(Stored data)
BEGIN

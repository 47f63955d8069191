use thiserror::Error;

/// Classification of a [`DslError`], independent of line and message.
#[derive(Debug, Clone, Copy, PartialEq, Eq)]
pub enum DslErrorKind {
    Parse,
    UnexpectedToken,
    UnknownColumn,
    InvalidRule,
}

/// Errors raised while reading a mamegen spec.
///
/// Every variant carries the 1-based source line the problem was detected on
/// so callers can surface it verbatim.
#[derive(Debug, Clone, PartialEq, Eq, Error)]
pub enum DslError {
    /// Generic syntax or structural problem (empty input, malformed array).
    #[error("[line {line}] {message}")]
    Parse { line: usize, message: String },
    /// A required token or brace is missing on the expected line.
    #[error("[line {line}] {message}")]
    UnexpectedToken { line: usize, message: String },
    /// A name or selector refers to a column absent from `HEADER`.
    #[error("[line {line}] {message}")]
    UnknownColumn { line: usize, message: String },
    /// A rule argument or a cross-cutting constraint is invalid.
    #[error("[line {line}] {message}")]
    InvalidRule { line: usize, message: String },
}

impl DslError {
    pub fn parse(line: usize, message: impl Into<String>) -> Self {
        Self::Parse {
            line,
            message: message.into(),
        }
    }

    pub fn unexpected_token(line: usize, message: impl Into<String>) -> Self {
        Self::UnexpectedToken {
            line,
            message: message.into(),
        }
    }

    pub fn unknown_column(line: usize, message: impl Into<String>) -> Self {
        Self::UnknownColumn {
            line,
            message: message.into(),
        }
    }

    pub fn invalid_rule(line: usize, message: impl Into<String>) -> Self {
        Self::InvalidRule {
            line,
            message: message.into(),
        }
    }

    pub fn kind(&self) -> DslErrorKind {
        match self {
            Self::Parse { .. } => DslErrorKind::Parse,
            Self::UnexpectedToken { .. } => DslErrorKind::UnexpectedToken,
            Self::UnknownColumn { .. } => DslErrorKind::UnknownColumn,
            Self::InvalidRule { .. } => DslErrorKind::InvalidRule,
        }
    }

    pub fn line(&self) -> usize {
        match self {
            Self::Parse { line, .. }
            | Self::UnexpectedToken { line, .. }
            | Self::UnknownColumn { line, .. }
            | Self::InvalidRule { line, .. } => *line,
        }
    }

    pub fn message(&self) -> &str {
        match self {
            Self::Parse { message, .. }
            | Self::UnexpectedToken { message, .. }
            | Self::UnknownColumn { message, .. }
            | Self::InvalidRule { message, .. } => message,
        }
    }
}

/// Convenience alias for results returned while parsing.
pub type Result<T> = std::result::Result<T, DslError>;

#[cfg(test)]
mod tests {
    use super::*;

    #[test]
    fn display_prefixes_line_number() {
        let err = DslError::invalid_rule(7, "step must be > 0");
        assert_eq!(err.to_string(), "[line 7] step must be > 0");
        assert_eq!(err.line(), 7);
        assert_eq!(err.kind(), DslErrorKind::InvalidRule);
        assert_eq!(err.message(), "step must be > 0");
    }
}
impl SpecParser {
    fn new() -> Self {
        Self {
            spec: Specification::default(),
            classes: BTreeMap::new(),
            header_declared: false,
            keywords: grammar::segment_keywords(),
        }
    }

    fn parse(mut self, text: &str) -> Result<Specification> {
        let lines = lex::source_lines(text);
        let line_count = text.lines().count();
        let mut cursor = LineCursor::new(lines);
        let first = cursor
            .next_line()
            .ok_or_else(|| DslError::parse(1, "empty DSL input"))?;
        if leading_word(&first.text) != "mamegen" {
            return Err(DslError::invalid_rule(
                first.number,
                "root 'mamegen { ... }' is required",
            ));
        }
        if lex::find_unquoted(&first.text, '{').is_none() {
            return Err(DslError::invalid_rule(
                first.number,
                "expected '{' after mamegen",
            ));
        }
        let root = cursor.read_block(first)?;
        if let Some(extra) = cursor.next_line() {
            warn!(line = extra.number, "ignoring text after the root block");
        }

        let mut sections = LineCursor::new(root.body);
        while let Some(line) = sections.next_line() {
            let keyword = leading_word(&line.text).to_string();
            debug!(line = line.number, section = %keyword, "reading section");
            match keyword.as_str() {
                "CONFIG" => {
                    let block = sections.read_block(line)?;
                    self.config(&block)?;
                }
                "HEADER" => {
                    let block = sections.read_block(line)?;
                    self.header(&block)?;
                }
                "CLASS" => {
                    let block = sections.read_block(line)?;
                    self.class_section(&block)?;
                }
                "REFERENCE" => {
                    let block = sections.read_block(line)?;
                    self.reference_section(&block)?;
                }
                "COLUMN_RULES" => {
                    let block = sections.read_block(line)?;
                    self.column_rules(&block)?;
                }
                _ => {
                    warn!(line = line.number, section = %keyword, "skipping unknown section");
                    if lex::find_unquoted(&line.text, '{').is_some() {
                        sections.read_block(line)?;
                    }
                }
            }
        }

        if !self.header_declared {
            return Err(DslError::parse(root.end_line, "HEADER section is required"));
        }

        info!(
            lines = line_count,
            columns = self.spec.columns.len(),
            reference_tables = self.spec.reference_tables.len(),
            classes = self.classes.len(),
            "parsed mamegen spec"
        );
        Ok(self.spec)
    }

    fn config(&mut self, block: &Block) -> Result<()> {
        for line in &block.body {
            lex::reject_assignment(&line.text, line.number)?;
            let tokens = lex::tokens(&line.text);
            for pair in tokens.chunks(2) {
                match pair {
                    [key, value] => self.set_config(key, value, line.number)?,
                    [key] => {
                        return Err(DslError::invalid_rule(
                            line.number,
                            format!("invalid CONFIG line: key '{key}' has no value"),
                        ));
                    }
                    _ => {}
                }
            }
        }
        Ok(())
    }

    fn set_config(&mut self, key: &str, raw: &str, line: usize) -> Result<()> {
        let value = match lex::quoted(raw) {
            Some(text) => ConfigValue::Text(text.to_string()),
            None => infer_config_value(raw),
        };
        match key.to_ascii_lowercase().as_str() {
            "type" => self.spec.format_type = value.to_string().to_uppercase(),
            "count" => {
                self.spec.row_count = value
                    .as_int()
                    .and_then(|count| u64::try_from(count).ok())
                    .ok_or_else(|| {
                        DslError::invalid_rule(line, "count must be a non-negative integer")
                    })?;
            }
            _ if key == "header" => {
                self.spec
                    .options
                    .insert("with_header".to_string(), ConfigValue::Bool(value.as_flag()));
            }
            _ => {
                self.spec.options.insert(key.to_string(), value);
            }
        }
        Ok(())
    }

    fn header(&mut self, block: &Block) -> Result<()> {
        if self.header_declared {
            return Err(DslError::invalid_rule(
                block.line,
                "HEADER may only be declared once",
            ));
        }
        let text = block
            .body
            .iter()
            .map(|line| line.text.as_str())
            .collect::<Vec<_>>()
            .join(" ");
        if text.trim().is_empty() {
            return Err(DslError::parse(block.line, "HEADER must contain a non-empty array"));
        }
        let names: Vec<String> = lex::split_bracket_items(&text, block.line)?
            .into_iter()
            .map(|item| item.text)
            .collect();
        if names.is_empty() {
            return Err(DslError::parse(block.line, "HEADER must contain a non-empty array"));
        }
        if names.iter().any(String::is_empty) {
            return Err(DslError::parse(block.line, "HEADER column names must not be empty"));
        }

        let mut duplicates: Vec<&str> = Vec::new();
        for (idx, name) in names.iter().enumerate() {
            if names[..idx].contains(name) && !duplicates.contains(&name.as_str()) {
                duplicates.push(name);
            }
        }
        if !duplicates.is_empty() {
            return Err(DslError::invalid_rule(
                block.line,
                format!("duplicate column names in HEADER: {}", duplicates.join(", ")),
            ));
        }

        self.spec.columns = names.iter().map(Column::new).collect();
        self.spec.header = names;
        self.header_declared = true;
        Ok(())
    }

    fn class_section(&mut self, block: &Block) -> Result<()> {
        let target = block.head["CLASS".len()..].trim();
        if !target.is_empty() {
            let name = lex::quoted(target).ok_or_else(|| {
                DslError::invalid_rule(block.line, format!("invalid CLASS name: {target}"))
            })?;
            let rules = self.rule_block(block)?;
            self.define_class(name, rules, block.line);
            return Ok(());
        }

        let mut entries = LineCursor::new(block.body.clone());
        while let Some(line) = entries.next_line() {
            let entry = entries.read_block(line)?;
            let name = lex::quoted(&entry.head).ok_or_else(|| {
                DslError::invalid_rule(entry.line, format!("invalid CLASS name: {}", entry.head))
            })?;
            let rules = self.rule_block(&entry)?;
            self.define_class(name, rules, entry.line);
        }
        Ok(())
    }

    fn define_class(&mut self, name: &str, rules: RuleSet, line: usize) {
        debug!(line, class = name, "defined class");
        if self.classes.insert(name.to_string(), rules).is_some() {
            warn!(line, class = name, "class redefined; later definition wins");
        }
    }

    fn reference_section(&mut self, block: &Block) -> Result<()> {
        let key = lex::quoted(&block.head["REFERENCE".len()..])
            .filter(|key| !key.is_empty())
            .ok_or_else(|| DslError::invalid_rule(block.line, "invalid REFERENCE header"))?
            .to_string();

        let mut entries = Vec::new();
        for line in &block.body {
            let tokens = lex::tokens(&line.text);
            if block.inline {
                for pair in tokens.chunks(2) {
                    entries.push(reference_entry(&key, pair, line.number)?);
                }
            } else {
                entries.push(reference_entry(&key, &tokens, line.number)?);
            }
        }
        if entries.is_empty() {
            return Err(DslError::invalid_rule(
                block.line,
                format!("REFERENCE \"{key}\" is empty"),
            ));
        }
        if self
            .spec
            .reference_tables
            .insert(key.clone(), ReferenceTable::new(entries))
            .is_some()
        {
            warn!(line = block.line, key = %key, "reference table redefined; later definition wins");
        }
        Ok(())
    }

    fn column_rules(&mut self, block: &Block) -> Result<()> {
        let mut entries = LineCursor::new(block.body.clone());
        while let Some(line) = entries.next_line() {
            let entry = entries.read_block(line)?;
            let targets = self.targets(&entry)?;
            let rules = self.rule_block(&entry)?;
            for name in &targets {
                if let Some(column) = self.spec.column_mut(name) {
                    column.rules = rules.clone();
                }
            }
            debug!(line = entry.line, columns = ?targets, "assigned column rules");
        }
        Ok(())
    }

    fn targets(&self, entry: &Block) -> Result<Vec<String>> {
        if let Some(name) = lex::quoted(&entry.head) {
            if !self.spec.header.iter().any(|header| header == name) {
                return Err(DslError::unknown_column(
                    entry.line,
                    format!("unknown column in COLUMN_RULES: \"{name}\""),
                ));
            }
            return Ok(vec![name.to_string()]);
        }
        match Selector::parse(&entry.head, entry.line)? {
            Some(selector) => selector.resolve(&self.spec.header, entry.line),
            None => Err(DslError::invalid_rule(
                entry.line,
                format!("unrecognized COLUMN_RULES entry: {}", entry.head),
            )),
        }
    }

    /// Builds the rule set of one block. Inline bodies hold a single setting.
    fn rule_block(&self, block: &Block) -> Result<RuleSet> {
        let mut builder = RuleSetBuilder::new();
        if block.inline {
            let text = block.body.first().map_or("", |line| line.text.as_str());
            let segments = lex::split_inline_rule_segments(text, &self.keywords);
            if segments.len() > 1 {
                return Err(DslError::invalid_rule(
                    block.line,
                    "inline rule must contain exactly one setting",
                ));
            }
            for segment in &segments {
                self.apply_rule_line(&mut builder, segment, block.line)?;
            }
        } else {
            for line in &block.body {
                self.apply_rule_line(&mut builder, &line.text, line.number)?;
            }
        }
        builder.finish(block.end_line)
    }

    fn apply_rule_line(&self, builder: &mut RuleSetBuilder, text: &str, line: usize) -> Result<()> {
        lex::reject_assignment(text, line)?;
        let text = text.trim();
        if text.split_whitespace().next() == Some(CLASS_KEYWORD) {
            let name = lex::unquote(&text[CLASS_KEYWORD.len()..]);
            match self.classes.get(name) {
                Some(template) => builder.apply_class(template),
                None => warn!(line, class = name, "ignoring unknown class"),
            }
            return Ok(());
        }
        if let Some(rule) = grammar::parse_rule_line(text, line)? {
            builder.apply(rule, line)?;
        }
        Ok(())
    }
}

END

● Requirement: Nothing but a number is needed: the count of lines above that contain "usize".

● Final answer: 12